# Vectron Benchmark
This notebook will go over all of vectron's tests presented in the article. Note that some runtimes might differ from the ones presented in the article due to using a virtual container and the difference between the hardware configuratuons of the systems the simulation is run on. However, if the speedups are compared, the same results will be achieved.

Also note that the input sequences for codon, vectron, C++ and cuda (seqx.txt and seqy.txt) all have the same identical sequences, but due to the fact that C++ and cuda handle pairs of sequences better, we prepared the same sequences fed to codon and vectron ready to be paired and fed them to C++ and cuda.

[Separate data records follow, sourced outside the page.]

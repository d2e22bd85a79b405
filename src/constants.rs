// src/constants.rs
//
// Centralized constants for imgdlio to avoid hardcoded values throughout the codebase

/// Default number of samples per batch.
pub const DEFAULT_BATCH_SIZE: usize = 32;

/// Default number of parallel fetch workers for the batch loader.
pub const DEFAULT_NUM_WORKERS: usize = 4;

/// Default edge length images are resized to before cropping.
pub const DEFAULT_RESIZE_SIZE: u32 = 256;

/// Default edge length of the (random or center) crop fed to the model.
pub const DEFAULT_CROP_SIZE: u32 = 224;

/// Per-channel normalization mean (ImageNet statistics, RGB order).
pub const IMAGENET_MEAN: [f32; 3] = [0.485, 0.456, 0.406];

/// Per-channel normalization std (ImageNet statistics, RGB order).
pub const IMAGENET_STD: [f32; 3] = [0.229, 0.224, 0.225];

/// Default class-folder names for the training split. Position in the
/// list is the class label: husky -> 0, wolf -> 1.
pub const DEFAULT_TRAIN_FOLDERS: [&str; 2] = ["husky_train", "wolf_train"];

/// Default class-folder names for the validation split, same positional
/// label assignment as the training split.
pub const DEFAULT_VAL_FOLDERS: [&str; 2] = ["husky_test", "wolf_test"];
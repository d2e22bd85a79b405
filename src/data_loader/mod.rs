// src/data_loader/mod.rs

//! Public API surface for the imgdlio data_loader layer.

pub mod dataloader;
pub mod dataset;
pub mod image_folder;
pub mod options;
pub mod prefetch;
pub mod sampler;

// Re-export the key types at this level:
pub use dataloader::{BatchStream, DataLoader};
pub use dataset::{Dataset, DatasetError, DynStream};
pub use image_folder::{ImageBatch, ImageFolderDataset, ImageSample, collate};
pub use options::LoaderOptions;
pub use sampler::{Sampler, SequentialSampler, ShuffleSampler};
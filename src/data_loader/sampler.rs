//! src/data_loader/sampler.rs
//! Samplers for the data loader.
//!
//! A `Sampler` produces a sequence of indices into a map-style dataset.
//! Two implementations are provided:
//!  * `SequentialSampler` – yields 0..end in order.
//!  * `ShuffleSampler`    – yields 0..len in a deterministic shuffled order.

use rand_chacha::ChaCha20Rng;
use rand_chacha::rand_core::{RngCore, SeedableRng};

/// Trait for index producers.
pub trait Sampler: Send {
    /// Return the next index to fetch, or `None` when exhausted.
    fn next_index(&mut self) -> Option<usize>;
    /// (Optional) remaining items hint.
    fn remaining(&self) -> Option<usize> {
        None
    }
}

/// Yields `0, 1, 2, …, end-1` once.
#[derive(Debug, Clone)]
pub struct SequentialSampler {
    curr: usize,
    end: usize,
}

impl SequentialSampler {
    /// Create a sequential sampler over `[0, end)`.
    pub fn new(end: usize) -> Self {
        Self { curr: 0, end }
    }
}

impl Sampler for SequentialSampler {
    fn next_index(&mut self) -> Option<usize> {
        if self.curr < self.end {
            let i = self.curr;
            self.curr += 1;
            Some(i)
        } else {
            None
        }
    }

    fn remaining(&self) -> Option<usize> {
        Some(self.end.saturating_sub(self.curr))
    }
}

/// Yields all indices `0..len` in a deterministic shuffled order.
///
/// Every index appears exactly once per pass (sampling without
/// replacement); a new sampler with a new seed gives a fresh order.
#[derive(Debug, Clone)]
pub struct ShuffleSampler {
    indices: Vec<usize>,
    pos: usize,
}

impl ShuffleSampler {
    /// Create a shuffled sampler for `len` items, using `seed`.
    pub fn new(len: usize, seed: u64) -> Self {
        let mut indices: Vec<usize> = (0..len).collect();
        let mut rng = ChaCha20Rng::seed_from_u64(seed);

        // Fisher–Yates
        for i in (1..len).rev() {
            let j = (rng.next_u32() as usize) % (i + 1);
            indices.swap(i, j);
        }

        Self { indices, pos: 0 }
    }
}

impl Sampler for ShuffleSampler {
    fn next_index(&mut self) -> Option<usize> {
        if self.pos < self.indices.len() {
            let i = self.indices[self.pos];
            self.pos += 1;
            Some(i)
        } else {
            None
        }
    }

    fn remaining(&self) -> Option<usize> {
        Some(self.indices.len().saturating_sub(self.pos))
    }
}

This preparation takes place in the build process of the vectron Dockerfile by running seq_modifier.python.

In [1]:
import subprocess
import os
from tabulate import tabulate
os.system("codon build /vectron/docker/experiments_docker/source/vectron.codon")

0

In [19]:
def compile(mode, src, vectron_path = ''):
    if mode == 'vectron':
        result = subprocess.run([vectron_path, '/codon-seq', '/vectron', f'{src}'], capture_output=True, text=True)
    elif mode == 'codon':
        result = subprocess.run(['codon', 'build', '-plugin', '/codon-seq', f'{src}', '-release'], capture_output=True, text=True)
    elif mode == 'cpp':             
        result = subprocess.run([
            'clang++', '-O3', '-msse4.2', '-funroll-loops', '-mfpmath=sse', '-march=native',
            f'{src}', '-o', f'{os.path.splitext(src)[0]}'
        ], capture_output=True, text=True)
        #print(result)     
    elif mode == 'cuda':
        result = subprocess.run([
            'nvcc', '-o', f'{os.path.splitext(src)[0]}', f'{src}'
        ], capture_output=True, text=True)        

def exec(mode, src, ds_type):
    seq_x = ''
    seq_y = ''
    if 'float' in ds_type:
        if mode == 'cpp' or mode == 'cuda':
            ds_type = 'cuda' + "_" + ds_type.split("_", 1)[1]
    else:
        if mode == 'cpp' or mode == 'cuda':
            ds_type = mode + "_" + ds_type.split("_", 1)[1]        
    seq_x = f'/vectron/docker/experiments_docker/data/{ds_type}/seqx.txt'
    seq_y = f'/vectron/docker/experiments_docker/data/{ds_type}/seqy.txt'       
    result = subprocess.run(f'{src} {seq_y} {seq_x} >{mode}_out.txt', capture_output=True, text=True, shell=True)
    if mode == 'vectron' or mode == 'codon':
        return result.stderr
    else:
        with open(f'{mode}_out.txt', 'r') as file:
            lines = file.readlines()
            return(lines[-1].strip())
        
def batch_exec(mode, ds_type):
    if 'float' in ds_type:        
        if mode == 'vectron':
            source_p = mode + '_' + ds_type.split("_", 1)[0]
        else:
            source_p = 'cuda'        
        algorithms = [
            ("Smith Waterman", "smith_waterman"),
        ]            
    else:
        if mode == 'vectron':
            source_p = mode + '_' + ds_type.split("_", 1)[0]
        else:
            source_p = mode        
        algorithms = [
            ("Levenshtein Distance", "levenshtein_distance"),
            ("Longest Common Subsequence", "lcs"),
            ("Hamming Distance", "hamming_distance"),
            ("Manhattan Tourist", "manhattan_tourist"),
            ("Minimum Cost Path", "min_cost_path"),
            ("Needleman Wunsch", "needleman_wunsch"),
            ("Smith Waterman", "smith_waterman"),
        ]    
    results = []


    headers = [f"{mode}", "Execution Time"]
    
    for name, exec_name in algorithms:
        if mode == "cuda":
            exec_path = f'/vectron/docker/experiments_docker/source/{source_p}/{exec_name}_cuda'
        else:
            exec_path = f'/vectron/docker/experiments_docker/source/{source_p}/{exec_name}'
                
        result = exec(mode, exec_path, ds_type)        
        results.append((name, result))
    print(tabulate(results, headers=headers, tablefmt="pretty"))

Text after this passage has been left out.